Which is all well and good, but The Maven happens to have watched every home game this past season and I recall that the defensive fence needed a new contractor. What can Barry The Builder do for the back line?
“There’s a formula [I have] and everyone has to buy into it,” he said. “The trick is to get the puck out of the defensive zone in a hurry. Last season, they changed their philosophy two or three times.
“They created layers and it left them without a great foundation. It also didn’t help that Johnny Boychuk was hurt. But when I look at some of the guys on defense, I like Thomas Hickey; he doesn’t get enough credit for what he does.
“Ditto Adam Pelech. He’s a lot better than I realized. Look when you talk about defense and offense, the hardest thing is to score and this team showed that it does that best.”
Speaking of scoring, a major X-factor is spelled Joshua Ho-Sang. Barry not only knows how to spell the whiz-kid’s name, he told me that he’s already “spent time” chatting things out with J-H-S.
“Josh has to be part of our future,” the coach asserted. “He’s a talent who needs to be understood better than he has been. In this case, Lou will be good. My belief is that the kid has been misunderstood because he looks at the game differently.
“But his skills will fit into how we play. You’ve got to be patient with him and understand that he was frustrated in the past. Josh has talent and speed.
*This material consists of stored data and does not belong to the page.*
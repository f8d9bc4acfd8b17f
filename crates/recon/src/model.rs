use chrono::{NaiveDate, NaiveDateTime};
use serde::{Serialize, Serializer};

// ---------------------------------------------------------------------------
// Input tables
// ---------------------------------------------------------------------------

/// One data row of an uploaded table, tagged with its 1-based source line.
#[derive(Debug, Clone, PartialEq, Eq)]
pub struct TableRow {
    pub line: usize,
    pub cells: Vec<String>,
}

impl TableRow {
    pub fn get(&self, idx: usize) -> &str {
        self.cells.get(idx).map(String::as_str).unwrap_or("")
    }

    pub fn is_blank(&self) -> bool {
        self.cells.iter().all(|c| c.trim().is_empty())
    }
}

/// A parsed upload: header row plus string cells. `source` labels errors.
#[derive(Debug, Clone, PartialEq, Eq)]
pub struct Table {
    pub source: String,
    pub headers: Vec<String>,
    pub rows: Vec<TableRow>,
}

impl Table {
    pub fn new(source: impl Into<String>, headers: Vec<String>) -> Self {
        Self {
            source: source.into(),
            headers,
            rows: Vec::new(),
        }
    }

    /// Append a data row. Line numbers continue from the header (line 1).
    pub fn push_row(&mut self, cells: Vec<String>) {
        let line = self.rows.last().map(|r| r.line + 1).unwrap_or(2);
        self.rows.push(TableRow { line, cells });
    }

    /// Position of a header, ignoring surrounding whitespace and a leading BOM.
    pub fn column(&self, name: &str) -> Option<usize> {
        self.headers
            .iter()
            .position(|h| h.trim_start_matches('\u{feff}').trim() == name)
    }
}

// ---------------------------------------------------------------------------
// Records
// ---------------------------------------------------------------------------

/// One historical employment event from the master (SAP) table.
#[derive(Debug, Clone, PartialEq, Eq)]
pub struct EmploymentRecord {
    pub line: usize,
    pub staff_id: String,
    pub full_name: String,
    /// Unparsed; the engine parses it so a bad value aborts the whole run.
    pub start_date: String,
    pub employee_category: String,
}

/// One scheduled work assignment from the roster table.
#[derive(Debug, Clone, PartialEq, Eq)]
pub struct RosterRecord {
    pub line: usize,
    pub staff_id: String,
    pub first_name: String,
    pub last_name: String,
    pub deployment_date: String,
}

/// Employment record after date parsing, remembering its input position.
#[derive(Debug, Clone, PartialEq, Eq)]
pub struct DatedEmployment<'a> {
    pub index: usize,
    pub record: &'a EmploymentRecord,
    pub start_date: NaiveDate,
}

/// Everything one reconciliation pass needs. `now` is always injected.
#[derive(Debug, Clone)]
pub struct ReconInput {
    pub employment: Vec<EmploymentRecord>,
    pub roster: Vec<RosterRecord>,
    pub now: NaiveDateTime,
}

// ---------------------------------------------------------------------------
// Output
// ---------------------------------------------------------------------------

#[derive(Debug, Clone, Copy, PartialEq, Eq, Hash)]
pub enum StaffStatus {
    NotWorked,
    NoRecord,
}

impl StaffStatus {
    pub fn label(&self) -> &'static str {
        match self {
            Self::NotWorked => "Not Worked",
            Self::NoRecord => "No Record",
        }
    }
}

impl std::fmt::Display for StaffStatus {
    fn fmt(&self, f: &mut std::fmt::Formatter<'_>) -> std::fmt::Result {
        f.write_str(self.label())
    }
}

impl Serialize for StaffStatus {
    fn serialize<S: Serializer>(&self, serializer: S) -> Result<S::Ok, S::Error> {
        serializer.serialize_str(self.label())
    }
}

/// Last deployed date column: a date, or "N/A" when no employment record exists.
#[derive(Debug, Clone, Copy, PartialEq, Eq)]
pub enum LastDeployed {
    Date(NaiveDate),
    NotAvailable,
}

impl std::fmt::Display for LastDeployed {
    fn fmt(&self, f: &mut std::fmt::Formatter<'_>) -> std::fmt::Result {
        match self {
            Self::Date(d) => write!(f, "{}", d.format("%Y-%m-%d")),
            Self::NotAvailable => f.write_str("N/A"),
        }
    }
}

impl Serialize for LastDeployed {
    fn serialize<S: Serializer>(&self, serializer: S) -> Result<S::Ok, S::Error> {
        serializer.collect_str(self)
    }
}

#[derive(Debug, Clone, PartialEq, Eq, Serialize)]
pub struct StatusRow {
    pub staff_id: String,
    pub name: String,
    pub last_deployed_date: LastDeployed,
    pub status: StaffStatus,
}

#[derive(Debug, Clone, PartialEq, Eq, Serialize)]
#[serde(tag = "kind", rename_all = "snake_case")]
pub enum ReconWarning {
    /// A table had no data rows. Not fatal: the report just flags fewer rows.
    EmptyInput { table: String },
}

impl std::fmt::Display for ReconWarning {
    fn fmt(&self, f: &mut std::fmt::Formatter<'_>) -> std::fmt::Result {
        match self {
            Self::EmptyInput { table } => write!(f, "{table} table has no data rows"),
        }
    }
}

#[derive(Debug, Clone, PartialEq, Eq, Serialize)]
pub struct ReportSummary {
    pub employment_rows: usize,
    pub employment_staff: usize,
    pub roster_rows: usize,
    pub roster_staff: usize,
    pub flexi_officers: usize,
    pub not_worked: usize,
    pub no_record: usize,
    pub total_flagged: usize,
}

#[derive(Debug, Clone, PartialEq, Eq, Serialize)]
pub struct ReportMeta {
    pub engine_version: String,
    pub now: NaiveDateTime,
    pub cutoff: NaiveDateTime,
    pub recency_days: i64,
}

#[derive(Debug, Clone, PartialEq, Eq, Serialize)]
pub struct StatusReport {
    pub meta: ReportMeta,
    pub summary: ReportSummary,
    pub warnings: Vec<ReconWarning>,
    pub rows: Vec<StatusRow>,
}

impl StatusReport {
    pub fn is_clean(&self) -> bool {
        self.rows.is_empty()
    }
}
Now we’ve got to have him make plays at the right time.”
Not to make a big deal out of it — because it really isn’t a big deal — but the club lacks a captain. Trotz is aware of the Minus-C and tells me straight out that “It’s not that important.” But he will talk it over with his vets.
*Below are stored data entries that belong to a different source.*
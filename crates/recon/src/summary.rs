use crate::model::{ReportSummary, StaffStatus, StatusRow};

/// Input-side counts gathered while the pipeline runs.
#[derive(Debug, Clone, Copy, Default)]
pub struct InputCounts {
    pub employment_rows: usize,
    pub employment_staff: usize,
    pub roster_rows: usize,
    pub roster_staff: usize,
    pub flexi_officers: usize,
}

/// Compute summary statistics for a finished report.
pub fn compute_summary(counts: InputCounts, rows: &[StatusRow]) -> ReportSummary {
    let mut not_worked = 0;
    let mut no_record = 0;

    for r in rows {
        match r.status {
            StaffStatus::NotWorked => not_worked += 1,
            StaffStatus::NoRecord => no_record += 1,
        }
    }

    ReportSummary {
        employment_rows: counts.employment_rows,
        employment_staff: counts.employment_staff,
        roster_rows: counts.roster_rows,
        roster_staff: counts.roster_staff,
        flexi_officers: counts.flexi_officers,
        not_worked,
        no_record,
        total_flagged: rows.len(),
    }
}
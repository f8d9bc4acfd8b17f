use std::fmt;

#[derive(Debug, Clone, PartialEq, Eq)]
pub enum ReconError {
    /// TOML parse / deserialization error.
    ConfigParse(String),
    /// Config validation error (empty input path, bad date format, etc.).
    ConfigValidation(String),
    /// Required column absent from an input table.
    MissingColumn { table: String, column: String },
    /// A non-blank row with an empty staff identifier.
    MissingStaffId { table: String, row: usize, column: String },
    /// Date value that none of the accepted formats can read.
    MalformedDate {
        table: String,
        row: usize,
        column: String,
        staff_id: String,
        value: String,
    },
    /// Report export or in-memory CSV read failure.
    Io(String),
}

impl ReconError {
    /// Schema errors are the ones a user fixes by correcting column headers.
    pub fn is_schema(&self) -> bool {
        matches!(self, Self::MissingColumn { .. })
    }

    /// Row-level input errors (bad date, missing id).
    pub fn is_malformed_row(&self) -> bool {
        matches!(self, Self::MalformedDate { .. } | Self::MissingStaffId { .. })
    }
}

impl fmt::Display for ReconError {
    fn fmt(&self, f: &mut fmt::Formatter<'_>) -> fmt::Result {
        match self {
            Self::ConfigParse(msg) => write!(f, "config parse error: {msg}"),
            Self::ConfigValidation(msg) => write!(f, "config validation error: {msg}"),
            Self::MissingColumn { table, column } => {
                write!(f, "{table}: missing required column '{column}'")
            }
            Self::MissingStaffId { table, row, column } => {
                write!(f, "{table}, row {row}: empty '{column}'")
            }
            Self::MalformedDate { table, row, column, staff_id, value } => {
                write!(
                    f,
                    "{table}, row {row} (staff '{staff_id}'): cannot parse '{column}' value '{value}' as a date"
                )
            }
            Self::Io(msg) => write!(f, "IO error: {msg}"),
        }
    }
}

impl std::error::Error for ReconError {}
“Right now,” he said, “we have really good leaders and we can have a ‘Leadership Group.’ We can take care of that issue at training camp.”
The fact that his new team will be splitting home games between Barclays and Nassau Coliseum actually inspired a smile. Barry has fond memories of the Old Barn in Uniondale that’s now sporting a new face.
“Going back to that building appeals to me because I’ve always felt that that’s where they belong — on Long Island.”
The championship coach — with 21 years experience — has spoken and allowed that he’s still enjoying the aftertaste of Stanley Cup champagne.
“It’s been surreal because I had been chasing The Cup for so long,” he concluded. “Winning was a giant relief as well as a super feeling of accomplishment.
“After we won The Cup, I was reminded of being a kid playing street hockey and must have thought a thousand times about what it would be like to win The Cup. And never really thinking that it actually would happen.”
Now, we have the respected champ-coach, Barry Trotz, here and challenged to make the same ecstatic thing happen for the Islanders!